A.B.: Rispondo che l'ho ascoltato velocemente e solo una volta. Non credo sia facile da proporre in situazioni tipo questo festival. Poi mi chiede come lavora la Mercury in Italia e gli rispondo che non sono la persona più indicata per un commento visto che ho appena chiuso un contratto con loro, tento di spiegargli in breve come funzionano le cose in Italia e loro si scambiano sguardi preoccupati. Questo mi fa capire quanto si sentano coinvolti nel progetto e non si sentano solo strumentisti di Joe Strummer…

Ma arriva il momento: i tre moschettieri della Mercury chiedono a Joe se è pronto per l'intervista. Ci presentano e mi rendo conto che lui è totalmente in crociera, "drena" da dopo concerto, vino rosso e tutto il resto.
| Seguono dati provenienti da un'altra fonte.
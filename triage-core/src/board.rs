//! Abstraction over the remote project board
//!
//! The workflow needs exactly three remote operations. Implementations only
//! move data; deciding what a failure means is left to the caller.

use std::fmt;

use async_trait::async_trait;
use serde::{Deserialize, Serialize};
use thiserror::Error;

use crate::project::ProjectReference;

/// Failure reported by a [`ProjectBoard`] implementation
#[derive(Error, Debug, Clone, PartialEq, Eq)]
#[error("{0}")]
pub struct RemoteError(pub String);

impl RemoteError {
    pub fn new(message: impl Into<String>) -> Self {
        Self(message.into())
    }
}

/// Result type for remote board operations
pub type RemoteResult<T> = std::result::Result<T, RemoteError>;

/// Opaque project board identifier assigned by the remote API
#[derive(Debug, Clone, PartialEq, Eq, Hash, Serialize, Deserialize)]
#[serde(transparent)]
pub struct ProjectId(String);

impl ProjectId {
    pub fn new(id: impl Into<String>) -> Self {
        Self(id.into())
    }

    pub fn as_str(&self) -> &str {
        &self.0
    }
}

impl fmt::Display for ProjectId {
    fn fmt(&self, f: &mut fmt::Formatter<'_>) -> fmt::Result {
        f.write_str(&self.0)
    }
}

/// One selectable value of the Status field
#[derive(Debug, Clone, PartialEq, Eq, Serialize, Deserialize)]
pub struct StatusOption {
    pub id: String,
    pub name: String,
}

/// Current Status value of a project item
#[derive(Debug, Clone, PartialEq, Eq, Serialize, Deserialize)]
pub struct StatusFieldState {
    /// Display name of the current value
    pub status_name: String,
    /// Opaque id of the Status field itself
    pub field_id: String,
    /// Values the field accepts
    pub options: Vec<StatusOption>,
}

impl StatusFieldState {
    /// Find the option id for a status label (exact match)
    pub fn option_id(&self, name: &str) -> Option<&str> {
        self.options
            .iter()
            .find(|o| o.name == name)
            .map(|o| o.id.as_str())
    }

    /// Comma-separated option names, for diagnostics
    pub fn option_names(&self) -> String {
        self.options
            .iter()
            .map(|o| o.name.as_str())
            .collect::<Vec<_>>()
            .join(", ")
    }
}

/// A project item linking the triggering issue or pull request to a board
#[derive(Debug, Clone, PartialEq, Eq, Serialize, Deserialize)]
pub struct LinkedItem {
    /// Opaque id of the project item
    pub item_id: String,
    /// Board the item belongs to
    pub project_id: ProjectId,
    /// Status value, absent when the field was never set
    pub status: Option<StatusFieldState>,
}

/// Everything the status mutation needs, resolved in the current invocation
#[derive(Debug, Clone, PartialEq, Eq, Serialize, Deserialize)]
pub struct StatusUpdate {
    pub project_id: ProjectId,
    pub item_id: String,
    pub field_id: String,
    pub option_id: String,
    /// Human-readable label of `option_id`
    pub value: String,
}

/// Remote operations against a project board
#[async_trait]
pub trait ProjectBoard: Send + Sync {
    /// Resolve the opaque id of a project board
    async fn project_id(&self, project: &ProjectReference) -> RemoteResult<ProjectId>;

    /// List the project items the given issue or pull request node is linked to
    async fn linked_items(&self, node_id: &str) -> RemoteResult<Vec<LinkedItem>>;

    /// Set the Status field of a project item
    ///
    /// Returns the Status value name reported after the update.
    async fn update_status(&self, update: &StatusUpdate) -> RemoteResult<String>;
}
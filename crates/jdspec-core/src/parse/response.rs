use std::fmt;

use indexmap::IndexMap;
use serde::de::{self, MapAccess, Visitor};
use serde::ser::SerializeMap;
use serde::{Deserialize, Deserializer, Serialize, Serializer};

use super::extensions::Extensions;
use super::schema::Schema;

/// A response definition.
#[derive(Debug, Clone, PartialEq, Default, Serialize, Deserialize)]
pub struct Response {
    #[serde(default)]
    pub description: String,

    #[serde(skip_serializing_if = "Option::is_none")]
    pub schema: Option<Schema>,

    #[serde(default, skip_serializing_if = "IndexMap::is_empty")]
    pub headers: IndexMap<String, serde_json::Value>,

    #[serde(skip_serializing_if = "Option::is_none")]
    pub examples: Option<serde_json::Value>,

    #[serde(flatten)]
    pub extensions: Extensions,
}

/// A reference or inline response.
#[derive(Debug, Clone, PartialEq, Serialize, Deserialize)]
#[serde(untagged)]
pub enum ResponseOrRef {
    Ref {
        #[serde(rename = "$ref")]
        ref_path: String,
    },
    Response(Response),
}

impl ResponseOrRef {
    pub fn reference(ref_path: impl Into<String>) -> Self {
        Self::Ref {
            ref_path: ref_path.into(),
        }
    }
}

/// The `responses` object of an operation.
///
/// On the wire this is a single map mixing `default`, numeric status codes
/// and `x-` extensions; the numeric keys are split out into `status_codes`.
#[derive(Debug, Clone, PartialEq, Default)]
pub struct Responses {
    pub default: Option<ResponseOrRef>,
    pub status_codes: IndexMap<u16, ResponseOrRef>,
    pub extensions: Extensions,
}

impl Serialize for Responses {
    fn serialize<S: Serializer>(&self, serializer: S) -> Result<S::Ok, S::Error> {
        let len = usize::from(self.default.is_some())
            + self.status_codes.len()
            + self.extensions.len();
        let mut map = serializer.serialize_map(Some(len))?;
        if let Some(default) = &self.default {
            map.serialize_entry("default", default)?;
        }
        for (code, response) in &self.status_codes {
            map.serialize_entry(&code.to_string(), response)?;
        }
        for (key, value) in self.extensions.iter() {
            map.serialize_entry(key, value)?;
        }
        map.end()
    }
}

impl<'de> Deserialize<'de> for Responses {
    fn deserialize<D: Deserializer<'de>>(deserializer: D) -> Result<Self, D::Error> {
        deserializer.deserialize_map(ResponsesVisitor)
    }
}

struct ResponsesVisitor;

impl<'de> Visitor<'de> for ResponsesVisitor {
    type Value = Responses;

    fn expecting(&self, f: &mut fmt::Formatter<'_>) -> fmt::Result {
        f.write_str("a map of status codes to responses")
    }

    fn visit_map<A: MapAccess<'de>>(self, mut map: A) -> Result<Responses, A::Error> {
        let mut responses = Responses::default();
        while let Some(ResponseKey(key)) = map.next_key()? {
            if key == "default" {
                responses.default = Some(map.next_value()?);
            } else if key.starts_with("x-") {
                let value: serde_json::Value = map.next_value()?;
                responses.extensions.insert(key, value);
            } else {
                let code: u16 = key.parse().map_err(|_| {
                    de::Error::custom(format!("invalid response status code `{key}`"))
                })?;
                responses.status_codes.insert(code, map.next_value()?);
            }
        }
        Ok(responses)
    }
}

/// A `responses` key. YAML hands unquoted status codes over as integers.
struct ResponseKey(String);

impl<'de> Deserialize<'de> for ResponseKey {
    fn deserialize<D: Deserializer<'de>>(deserializer: D) -> Result<Self, D::Error> {
        struct KeyVisitor;

        impl Visitor<'_> for KeyVisitor {
            type Value = ResponseKey;

            fn expecting(&self, f: &mut fmt::Formatter<'_>) -> fmt::Result {
                f.write_str("a status code or extension name")
            }

            fn visit_str<E: de::Error>(self, v: &str) -> Result<ResponseKey, E> {
                Ok(ResponseKey(v.to_string()))
            }

            fn visit_u64<E: de::Error>(self, v: u64) -> Result<ResponseKey, E> {
                Ok(ResponseKey(v.to_string()))
            }

            fn visit_i64<E: de::Error>(self, v: i64) -> Result<ResponseKey, E> {
                Ok(ResponseKey(v.to_string()))
            }
        }

        deserializer.deserialize_any(KeyVisitor)
    }
}
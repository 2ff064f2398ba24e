use std::fs;
use std::path::Path;

use serde::{Deserialize, Serialize};

/// Path extension that names the service document a path is written to.
pub const DEFAULT_FILE_TAG: &str = "x-jdcloud-file";

/// Bucket for paths that carry no file tag.
pub const DEFAULT_BUCKET: &str = "Default";

/// Top-level project configuration loaded from `.jdspec.yaml`.
#[derive(Debug, Clone, Deserialize)]
#[serde(default)]
pub struct JdspecConfig {
    /// Seed document handed to the scanner, or the already-scanned document
    /// when no scanner is configured.
    pub input: Option<String>,
    /// Root directory receiving `service/` and `model/`.
    pub output: String,
    pub scan: ScanConfig,
    pub module: Option<String>,
    pub file_tag: String,
    pub default_bucket: String,
    pub ref_base: String,
    pub format: OutputFormat,
    pub compact: bool,
}

impl Default for JdspecConfig {
    fn default() -> Self {
        Self {
            input: None,
            output: ".".to_string(),
            scan: ScanConfig::default(),
            module: None,
            file_tag: DEFAULT_FILE_TAG.to_string(),
            default_bucket: DEFAULT_BUCKET.to_string(),
            ref_base: "..".to_string(),
            format: OutputFormat::Yaml,
            compact: false,
        }
    }
}

/// Options passed through to the external annotation scanner.
#[derive(Debug, Clone, Deserialize)]
#[serde(default)]
pub struct ScanConfig {
    /// Scanner program; `None` means the input is already a scanned spec.
    pub scanner: Option<String>,
    pub base_path: String,
    pub tags: String,
    pub scan_models: bool,
}

impl Default for ScanConfig {
    fn default() -> Self {
        Self {
            scanner: None,
            base_path: ".".to_string(),
            tags: String::new(),
            scan_models: false,
        }
    }
}

/// Encoding of the emitted documents.
#[derive(Debug, Clone, Copy, Default, PartialEq, Eq, Serialize, Deserialize)]
#[serde(rename_all = "snake_case")]
pub enum OutputFormat {
    #[default]
    Yaml,
    Json,
}

impl OutputFormat {
    /// File extension, also used in rewritten model references.
    pub fn extension(&self) -> &'static str {
        match self {
            Self::Yaml => "yaml",
            Self::Json => "json",
        }
    }
}

/// Default config file name.
pub const CONFIG_FILE_NAME: &str = ".jdspec.yaml";

/// Load config from a YAML file. Returns `None` if the file doesn't exist.
pub fn load_config(path: &Path) -> Result<Option<JdspecConfig>, String> {
    if !path.exists() {
        return Ok(None);
    }
    let content = fs::read_to_string(path)
        .map_err(|e| format!("failed to read config {}: {}", path.display(), e))?;
    let config: JdspecConfig = serde_yaml_ng::from_str(&content)
        .map_err(|e| format!("failed to parse config {}: {}", path.display(), e))?;
    Ok(Some(config))
}

/// Generate the default config file content.
pub fn default_config_content() -> &'static str {
    r#"# jdspec configuration
# input: swagger.yaml     # seed spec for the scanner, or an already-scanned spec
output: .                 # receives service/ and model/

scan:
  # scanner: swagger      # run `<scanner> generate spec` instead of reading input as-is
  base_path: .
  tags: ""
  scan_models: false

# module: vm              # x-jdcloud-module stamped on every definition
file_tag: x-jdcloud-file  # path extension naming the service file
default_bucket: Default   # service file for untagged paths
ref_base: ..              # prefix of rewritten model references
format: yaml              # yaml | json
compact: false            # json only: skip pretty printing
"#
}

#[cfg(test)]
mod tests {
    use super::*;

    #[test]
    fn test_default_config() {
        let config = JdspecConfig::default();
        assert_eq!(config.input, None);
        assert_eq!(config.output, ".");
        assert_eq!(config.file_tag, DEFAULT_FILE_TAG);
        assert_eq!(config.default_bucket, "Default");
        assert_eq!(config.ref_base, "..");
        assert_eq!(config.format, OutputFormat::Yaml);
        assert!(config.scan.scanner.is_none());
        assert!(!config.scan.scan_models);
        assert!(!config.compact);
    }

    #[test]
    fn test_parse_config_yaml() {
        let yaml = r#"
input: seed.json
output: out
scan:
  scanner: swagger
  base_path: ./api
  tags: jdcloud
  scan_models: true
module: vpc
file_tag: x-save-file
default_bucket: Common
ref_base: ../..
format: json
compact: true
"#;
        let config: JdspecConfig = serde_yaml_ng::from_str(yaml).unwrap();
        assert_eq!(config.input.as_deref(), Some("seed.json"));
        assert_eq!(config.output, "out");
        assert_eq!(config.scan.scanner.as_deref(), Some("swagger"));
        assert_eq!(config.scan.base_path, "./api");
        assert_eq!(config.scan.tags, "jdcloud");
        assert!(config.scan.scan_models);
        assert_eq!(config.module.as_deref(), Some("vpc"));
        assert_eq!(config.file_tag, "x-save-file");
        assert_eq!(config.default_bucket, "Common");
        assert_eq!(config.ref_base, "../..");
        assert_eq!(config.format, OutputFormat::Json);
        assert!(config.compact);
    }

    #[test]
    fn test_parse_minimal_config() {
        let yaml = "module: vm\n";
        let config: JdspecConfig = serde_yaml_ng::from_str(yaml).unwrap();
        assert_eq!(config.module.as_deref(), Some("vm"));
        assert_eq!(config.output, ".");
        assert_eq!(config.scan.base_path, ".");
        assert_eq!(config.format, OutputFormat::Yaml);
    }

    #[test]
    fn test_default_content_parses() {
        let config: JdspecConfig = serde_yaml_ng::from_str(default_config_content()).unwrap();
        assert_eq!(config.file_tag, DEFAULT_FILE_TAG);
        assert_eq!(config.ref_base, "..");
    }

    #[test]
    fn test_extension_follows_format() {
        assert_eq!(OutputFormat::Yaml.extension(), "yaml");
        assert_eq!(OutputFormat::Json.extension(), "json");
    }
}
use std::io;
use std::path::PathBuf;

use thiserror::Error;

#[derive(Debug, Error)]
pub enum ParseError {
    #[error("failed to parse YAML: {0}")]
    Yaml(#[from] serde_yaml_ng::Error),

    #[error("failed to parse JSON: {0}")]
    Json(#[from] serde_json::Error),

    #[error("unsupported Swagger version: {0}")]
    UnsupportedVersion(String),
}

#[derive(Debug, Error)]
pub enum LoadError {
    #[error("failed to read {path}: {source}")]
    Read { path: PathBuf, source: io::Error },

    #[error("failed to parse {path}: {source}")]
    Parse { path: PathBuf, source: ParseError },

    #[error("failed to run scanner `{program}`: {source}")]
    ScannerSpawn { program: String, source: io::Error },

    #[error("scanner `{program}` exited with {status}: {stderr}")]
    ScannerFailed {
        program: String,
        status: String,
        stderr: String,
    },

    #[error("scanner output is not a valid spec: {0}")]
    ScannerOutput(ParseError),
}

#[derive(Debug, Error)]
pub enum ResolveError {
    #[error("invalid response reference `{reference}` in {method} {path}")]
    InvalidRefFormat {
        reference: String,
        method: String,
        path: String,
    },
}

#[derive(Debug, Error)]
pub enum PartitionError {
    #[error("definitions `{first}` and `{second}` both map to model file `{model}`")]
    DuplicateModel {
        model: String,
        first: String,
        second: String,
    },
}

#[derive(Debug, Error)]
pub enum TransformError {
    #[error("resolve error: {0}")]
    Resolve(#[from] ResolveError),

    #[error("partition error: {0}")]
    Partition(#[from] PartitionError),
}

#[derive(Debug, Error)]
pub enum EmitError {
    #[error("failed to encode {document} as JSON: {source}")]
    Json {
        document: String,
        source: serde_json::Error,
    },

    #[error("failed to encode {document} as YAML: {source}")]
    Yaml {
        document: String,
        source: serde_yaml_ng::Error,
    },
}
Ci spostiamo in un altro camerino e tiro fuori il registratore : ovviamente le domande sul bloc-notes le ho dimenticate in macchina ma chissenefotte, nella testa ho librerie di quesiti. Inizia Marco, chiedendogli del pezzo su Tony Adams , calciatore dell'Arsenal. E qui si apre il vero show. Il santo uscito dal santino sembra delirare in modo bizzarro. Io comunque ne subisco il fascino. Neanche stesse raccontando di miracoli e battaglie. A questo punto il free-style è mio, gli ricordo di quella volta che l'ho incontrato a Milano, nel 1989, ai tempi di "Earthquake Weather": l'avevo visto malaccio. Ora mi sembra stia molto meglio.

A.B.: Ti avevo incontrato in un posto di merda, nel privè di un locale di milanesi,avevi suonato per della gente di merda ed era la prima volta che incontravo a quattr'occhi il mio Generale. Sai non ci potevo credere. Ti senti meno aggressivo come front-man e più comunicatore ora ?
J.S.: Sai, in questi otto anni mi sono chiesto se tutto quello che avevo fatto mi avesse portato saggezza. E la risposta è no. Continuo a cercarla ed acquisirla. Cio ho pensato per dieci anni.E non sono ancora certo di nulla. L'unica cosa di cui mi importa è che Tony Adams diventi il capitano.
A.B.: So che hai tre figli.
J.S.: Si, tre femmine. La più grande ha sette anni.
A.B.: In questi anni ti sei dedicato a loro, alla tua famiglia?
J.S.: Si.
A.B.: Quindi quale è la tua priorità ora : musica o famiglia ?
J.S.: E' una domanda che mi faccio ogni giorno e non c'è mai una risposta. E' un gran casino. Quando segui una strada non puoi lasciarla. Quando sono in tour mi piacerebbe portare la mia famiglia con me, ma è faticoso per una bambina di sette anni viaggiare e dormire su un bus. Lo abbiamo fatto nel tour americano, ma loro adesso sono tornate in Inghilterra e si sono prese una pausa.

Di una pausa sembra averne bisogno anche lui, E' stanco dal concerto, non ha più voce e forse ci vuole troppa concentrazione per cercare di capire il mio inglese. Quello di cui avrei bisogno io invece è una dose di Pentotal da somministrargli per fargli dire tutte le verità sui miracoli compiuti anche a sua insaputa sul mio pianeta. Ma …niente Pentotal e quindi fine dell'intervista.